Splines solutions of boundary value problems that arises in sculpturing electrical process of motors with two rotating mechanism circuit

This studymanages the numeric roots of the 7th-order linear&nonlinear boundary value problems (BVPs) utilizing anotherCB(Cubic-B) spline strategy.Cubic Spline interpolation is a different type of spline interpolationwhich is utilized very frequently to escape the problem of Runge's phenomenon.That technique provides an interpolating polynomialwhich is evener and has lesser error than former interpolating polynomials such as Lagrange polynomial and Newton polynomial.

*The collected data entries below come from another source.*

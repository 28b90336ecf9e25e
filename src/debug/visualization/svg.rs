// src/debug/visualization/svg.rs
use crate::math::{
    algorithms::IsoLine,
    error::{MathError, MathResult},
    types::*,
    utils::{comparison, constants::EPSILON},
};
use crate::physics::electrostatics::{
    ChargeSet, ChargeSign, FieldEvaluation, FieldLine, InteractionVector,
};
use bevy::log::info;
use std::path::Path as FsPath;
use svg::{Document, Node};
use svg::node::element::{
    Circle, Definitions, Group, Line, Marker, Path, Rectangle, Text, path::Data,
};

// ===================================================================================
// 1. STIL-KONFIGURATION
// ===================================================================================
/// Darstellungsoptionen für den Ladungsplot.
#[derive(Debug, Clone, PartialEq)]
pub struct PlotStyle {
    /// Breite der Leinwand in Pixeln
    pub width: f64,
    /// Höhe eines Panels in Pixeln (zwei Panels übereinander)
    pub panel_height: f64,
    /// Innenabstand um die Plotfläche
    pub padding: f64,
    pub charge_radius: f64,
    /// Länge der Quiver-Pfeile relativ zur kleinsten Zellgröße
    pub quiver_scale: f64,
    pub positive_color: String,
    pub negative_color: String,
    pub neutral_color: String,
}

impl PlotStyle {
    pub fn validate(&self) -> MathResult<()> {
        if self.width <= 2.0 * self.padding || self.panel_height <= 2.0 * self.padding {
            return Err(MathError::InvalidConfiguration {
                message: "Plot size must exceed twice the padding".to_string(),
            });
        }
        if !(self.quiver_scale > 0.0 && self.charge_radius > 0.0) {
            return Err(MathError::InvalidConfiguration {
                message: "Quiver scale and charge radius must be positive".to_string(),
            });
        }
        Ok(())
    }

    pub fn charge_color(&self, sign: ChargeSign) -> &str {
        match sign {
            ChargeSign::Positive => &self.positive_color,
            ChargeSign::Negative => &self.negative_color,
            ChargeSign::Neutral => &self.neutral_color,
        }
    }
}

impl Default for PlotStyle {
    fn default() -> Self {
        Self {
            width: 800.0,
            panel_height: 400.0,
            padding: 60.0,
            charge_radius: 8.0,
            quiver_scale: 0.8,
            positive_color: "#d62728".to_string(),
            negative_color: "#1f77b4".to_string(),
            neutral_color: "#7f7f7f".to_string(),
        }
    }
}

/// Farbe eines Konturniveaus, linear zwischen den Enden der Viridis-Skala.
fn level_color(t: f64) -> String {
    const LOW: [f64; 3] = [68.0, 1.0, 84.0];
    const HIGH: [f64; 3] = [253.0, 231.0, 37.0];
    let t = t.clamp(0.0, 1.0);
    let [r, g, b] = [0, 1, 2].map(|i| comparison::lerp(LOW[i], HIGH[i], t).round() as u8);
    format!("#{r:02x}{g:02x}{b:02x}")
}

// ===================================================================================
// 2. PANEL-HELFER
// ===================================================================================
/// Ein Panel: bildet Weltkoordinaten auf einen Pixelbereich ab (y nach oben).
struct Panel {
    bounds: Bounds2D,
    origin_px: DVec2,
    size_px: DVec2,
    group: Group,
}

impl Panel {
    fn new(bounds: Bounds2D, top: f64, style: &PlotStyle, title: &str) -> Self {
        let origin_px = DVec2::new(style.padding, top + style.padding);
        let size_px = DVec2::new(
            style.width - 2.0 * style.padding,
            style.panel_height - 2.0 * style.padding,
        );

        let frame = Rectangle::new()
            .set("x", origin_px.x)
            .set("y", origin_px.y)
            .set("width", size_px.x)
            .set("height", size_px.y)
            .set("fill", "#ffffff")
            .set("stroke", "#333333");
        let title_text = Text::new(title)
            .set("x", origin_px.x + size_px.x * 0.5)
            .set("y", origin_px.y - 12.0)
            .set("font-size", 16)
            .set("text-anchor", "middle");
        let x_label = Text::new("X (m)")
            .set("x", origin_px.x + size_px.x * 0.5)
            .set("y", origin_px.y + size_px.y + 36.0)
            .set("font-size", 12)
            .set("text-anchor", "middle");
        let y_label = Text::new("Y (m)")
            .set("x", origin_px.x - 40.0)
            .set("y", origin_px.y + size_px.y * 0.5)
            .set("font-size", 12)
            .set("text-anchor", "middle");

        let mut panel = Self {
            bounds,
            origin_px,
            size_px,
            group: Group::new()
                .add(frame)
                .add(title_text)
                .add(x_label)
                .add(y_label),
        };
        panel.draw_ticks();
        panel
    }

    fn to_px(&self, p: Point2D) -> DVec2 {
        let extent = self.bounds.size().max(DVec2::splat(EPSILON));
        let t = (p - self.bounds.min) / extent;
        DVec2::new(
            self.origin_px.x + t.x * self.size_px.x,
            self.origin_px.y + (1.0 - t.y) * self.size_px.y,
        )
    }

    fn add<N: Into<Box<dyn Node>>>(&mut self, node: N) {
        self.group.append(node);
    }

    /// Beschriftet die Achsen an Minimum, Mitte und Maximum.
    fn draw_ticks(&mut self) {
        for t in [0.0, 0.5, 1.0] {
            let x = comparison::lerp(self.bounds.min.x, self.bounds.max.x, t);
            let y = comparison::lerp(self.bounds.min.y, self.bounds.max.y, t);
            let x_px = self.to_px(Point2D::new(x, self.bounds.min.y));
            let y_px = self.to_px(Point2D::new(self.bounds.min.x, y));
            self.add(
                Text::new(format!("{x:.1}"))
                    .set("x", x_px.x)
                    .set("y", x_px.y + 16.0)
                    .set("font-size", 10)
                    .set("text-anchor", "middle"),
            );
            self.add(
                Text::new(format!("{y:.1}"))
                    .set("x", y_px.x - 6.0)
                    .set("y", y_px.y + 4.0)
                    .set("font-size", 10)
                    .set("text-anchor", "end"),
            );
        }
    }

    fn draw_arrow(&mut self, from: Point2D, to: Point2D, color: &str, width: f64) {
        let a = self.to_px(from);
        let b = self.to_px(to);
        self.add(
            Line::new()
                .set("x1", a.x)
                .set("y1", a.y)
                .set("x2", b.x)
                .set("y2", b.y)
                .set("stroke", color)
                .set("stroke-width", width)
                .set("marker-end", "url(#arrow-head)"),
        );
    }

    fn draw_polyline(&mut self, points: &[Point2D], color: &str, width: f64) {
        let mut px = points.iter().map(|p| self.to_px(*p));
        let Some(first) = px.next() else {
            return;
        };
        let data = px.fold(
            Data::new().move_to((first.x as f32, first.y as f32)),
            |data, p| data.line_to((p.x as f32, p.y as f32)),
        );
        self.add(
            Path::new()
                .set("d", data)
                .set("fill", "none")
                .set("stroke", color)
                .set("stroke-width", width),
        );
    }

    fn draw_iso_line(&mut self, iso_line: &IsoLine, color: &str) {
        if iso_line.is_empty() {
            return;
        }
        let data = iso_line.segments.iter().fold(Data::new(), |data, [a, b]| {
            let (a, b) = (self.to_px(*a), self.to_px(*b));
            data.move_to((a.x as f32, a.y as f32))
                .line_to((b.x as f32, b.y as f32))
        });
        self.add(
            Path::new()
                .set("d", data)
                .set("fill", "none")
                .set("stroke", color)
                .set("stroke-width", 1.2),
        );
    }

    fn draw_charges(&mut self, charges: &ChargeSet, style: &PlotStyle) {
        for (i, charge) in charges.iter().enumerate() {
            let c = self.to_px(charge.position());
            self.add(
                Circle::new()
                    .set("cx", c.x)
                    .set("cy", c.y)
                    .set("r", style.charge_radius)
                    .set("fill", style.charge_color(charge.sign()))
                    .set("stroke", "#000000"),
            );
            self.add(
                Text::new(ChargeSet::label(i))
                    .set("x", c.x)
                    .set("y", c.y - style.charge_radius - 4.0)
                    .set("font-size", 12)
                    .set("text-anchor", "middle"),
            );
        }
    }

    /// Legende `q1 = … C` in der rechten oberen Ecke.
    fn draw_legend(&mut self, charges: &ChargeSet, style: &PlotStyle) {
        let x = self.origin_px.x + self.size_px.x - 8.0;
        for (i, charge) in charges.iter().enumerate() {
            let y = self.origin_px.y + 16.0 + 14.0 * i as f64;
            self.add(
                Text::new(format!("{} = {} C", ChargeSet::label(i), charge.magnitude()))
                    .set("x", x)
                    .set("y", y)
                    .set("font-size", 11)
                    .set("fill", style.charge_color(charge.sign()))
                    .set("text-anchor", "end"),
            );
        }
    }
}

// ===================================================================================
// 3. PLOT
// ===================================================================================
/// Alle Daten, die der Ladungsplot darstellt.
#[derive(Debug, Clone, Copy)]
pub struct ChargeFieldPlot<'a> {
    pub charges: &'a ChargeSet,
    pub evaluation: &'a FieldEvaluation,
    pub interactions: &'a [InteractionVector],
    pub iso_lines: &'a [IsoLine],
    pub field_lines: &'a [FieldLine],
}

impl ChargeFieldPlot<'_> {
    /// Erzeugt ein SVG mit zwei Panels: Äquipotentiallinien und Interaktionsvektoren.
    pub fn render(&self, style: &PlotStyle) -> MathResult<Document> {
        style.validate()?;
        let bounds = self.evaluation.grid.bounds();
        let height = 2.0 * style.panel_height;

        let arrow_head = Marker::new()
            .set("id", "arrow-head")
            .set("viewBox", (0, 0, 10, 10))
            .set("refX", 9)
            .set("refY", 5)
            .set("markerWidth", 6)
            .set("markerHeight", 6)
            .set("orient", "auto-start-reverse")
            .add(
                Path::new()
                    .set("d", "M 0 0 L 10 5 L 0 10 z")
                    .set("fill", "context-stroke"),
            );

        let mut top = Panel::new(bounds, 0.0, style, "Equipotential lines");
        self.draw_equipotentials(&mut top);
        for line in self.field_lines {
            top.draw_polyline(&line.points, "#9e9e9e", 0.8);
        }
        self.draw_quiver(&mut top, style);
        top.draw_charges(self.charges, style);
        top.draw_legend(self.charges, style);

        let mut bottom = Panel::new(bounds, style.panel_height, style, "Vectors");
        for interaction in self.interactions {
            if interaction.vector.is_finite() && interaction.vector != DVec2::ZERO {
                bottom.draw_arrow(
                    interaction.origin,
                    interaction.origin + interaction.vector,
                    "#0000ff",
                    2.0,
                );
            }
        }
        bottom.draw_charges(self.charges, style);
        bottom.draw_legend(self.charges, style);

        Ok(Document::new()
            .set("width", style.width)
            .set("height", height)
            .set("viewBox", (0.0, 0.0, style.width, height))
            .add(Definitions::new().add(arrow_head))
            .add(
                Rectangle::new()
                    .set("width", "100%")
                    .set("height", "100%")
                    .set("fill", "#f0f0f0"),
            )
            .add(top.group)
            .add(bottom.group))
    }

    fn draw_equipotentials(&self, panel: &mut Panel) {
        let count = self.iso_lines.len();
        for (k, iso_line) in self.iso_lines.iter().enumerate() {
            let t = if count > 1 {
                k as f64 / (count - 1) as f64
            } else {
                0.5
            };
            panel.draw_iso_line(iso_line, &level_color(t));
        }
    }

    /// Normierte Feldpfeile an jeder Stützstelle.
    fn draw_quiver(&self, panel: &mut Panel, style: &PlotStyle) {
        let grid = &self.evaluation.grid;
        let min_step = |axis: &[f64]| {
            axis.windows(2)
                .map(|w| w[1] - w[0])
                .fold(f64::INFINITY, f64::min)
        };
        let cell = min_step(grid.xs()).min(min_step(grid.ys()));
        if !cell.is_finite() {
            return;
        }
        let length = cell * style.quiver_scale;

        let (rows, cols) = self.evaluation.shape();
        for y_idx in 0..rows {
            for x_idx in 0..cols {
                let Some(dir) = self.evaluation.field_sample(x_idx, y_idx).try_normalize() else {
                    continue;
                };
                let start = grid.point_at(x_idx, y_idx) - dir * length * 0.5;
                panel.draw_arrow(start, start + dir * length, "#555555", 0.8);
            }
        }
    }
}

/// Speichert das SVG-Dokument.
pub fn save_svg(path: impl AsRef<FsPath>, document: &Document) -> std::io::Result<()> {
    svg::save(path.as_ref(), document)?;
    info!("SVG '{}' wurde erstellt.", path.as_ref().display());
    Ok(())
}

#[cfg(test)]
mod tests {
    use super::*;
    use crate::math::algorithms::{contour_levels, iso_lines};
    use crate::physics::electrostatics::{
        FieldEvaluator, GridConfig, SampleGrid, StreamlineConfig, trace_field_lines,
    };

    fn render_dipole(style: &PlotStyle) -> MathResult<Document> {
        let charges = ChargeSet::builder()
            .with_charge(1e-9, Point2D::new(-1.0, 0.0))
            .with_charge(-2e-9, Point2D::new(1.0, 0.5))
            .build();
        let grid = SampleGrid::around_charges(&charges, &GridConfig::default())?;
        let evaluation = FieldEvaluator::evaluate(&charges, &grid)?;
        let interactions = FieldEvaluator::interaction_vectors(&charges)?;
        let levels = contour_levels(evaluation.potential.iter().copied(), 10);
        let contours = iso_lines(&evaluation.potential_field(), &levels);
        let lines = trace_field_lines(&charges, &grid.bounds(), &StreamlineConfig::default())?;

        ChargeFieldPlot {
            charges: &charges,
            evaluation: &evaluation,
            interactions: &interactions,
            iso_lines: &contours,
            field_lines: &lines,
        }
        .render(style)
    }

    #[test]
    fn test_render_contains_both_panels_and_labels() {
        let document = render_dipole(&PlotStyle::default()).unwrap().to_string();
        assert!(document.contains("Equipotential lines"));
        assert!(document.contains("Vectors"));
        assert!(document.contains("q1 = 0.000000001 C"));
        assert!(document.contains("q2"));
        // zwei Panels à zwei Ladungen
        assert_eq!(document.matches("<circle").count(), 4);
        assert!(document.contains("#d62728"));
        assert!(document.contains("#1f77b4"));
        assert!(document.contains("arrow-head"));
    }

    #[test]
    fn test_invalid_style_is_rejected() {
        let style = PlotStyle {
            width: 100.0,
            ..PlotStyle::default()
        };
        assert!(matches!(
            render_dipole(&style),
            Err(MathError::InvalidConfiguration { .. })
        ));
    }

    #[test]
    fn test_level_color_endpoints() {
        assert_eq!(level_color(0.0), "#440154");
        assert_eq!(level_color(1.0), "#fde725");
    }
}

The primary thought is that we have altered the BVPs to deliver another framework arrangement of linear equations.We develop the class of numerical techniques for a particular selection of the factors that are associated withCBSpline. The end conditions associated with the BVPs are determined. For each problem, the results obtained by CBSpline is compared with the exact solution. The absolute error(AE) for every iteration is calculated. To show the higher level of preciseness ofCBSpline, the absolute errors of theCB Spline has been compared with different techniques such as Modified DecompositionMethod(MDM),DifferentialTransform Method(DTM),Homotopy PerturbationMethod(HPM),Variational Iteration technique(VIT) and observed to bemore accurate.Graphs that describe the graphical comparison ofCBSpline at n = 5and n = 10 are also included in this paper.The calculation created here isn't just for the numeric roots of the 7th-order BVPs. It also evaluates the derivative to the 7th-order derivative of the specific solution.Afew models are represented, which depicting the practicality and capability of the suggested conspire.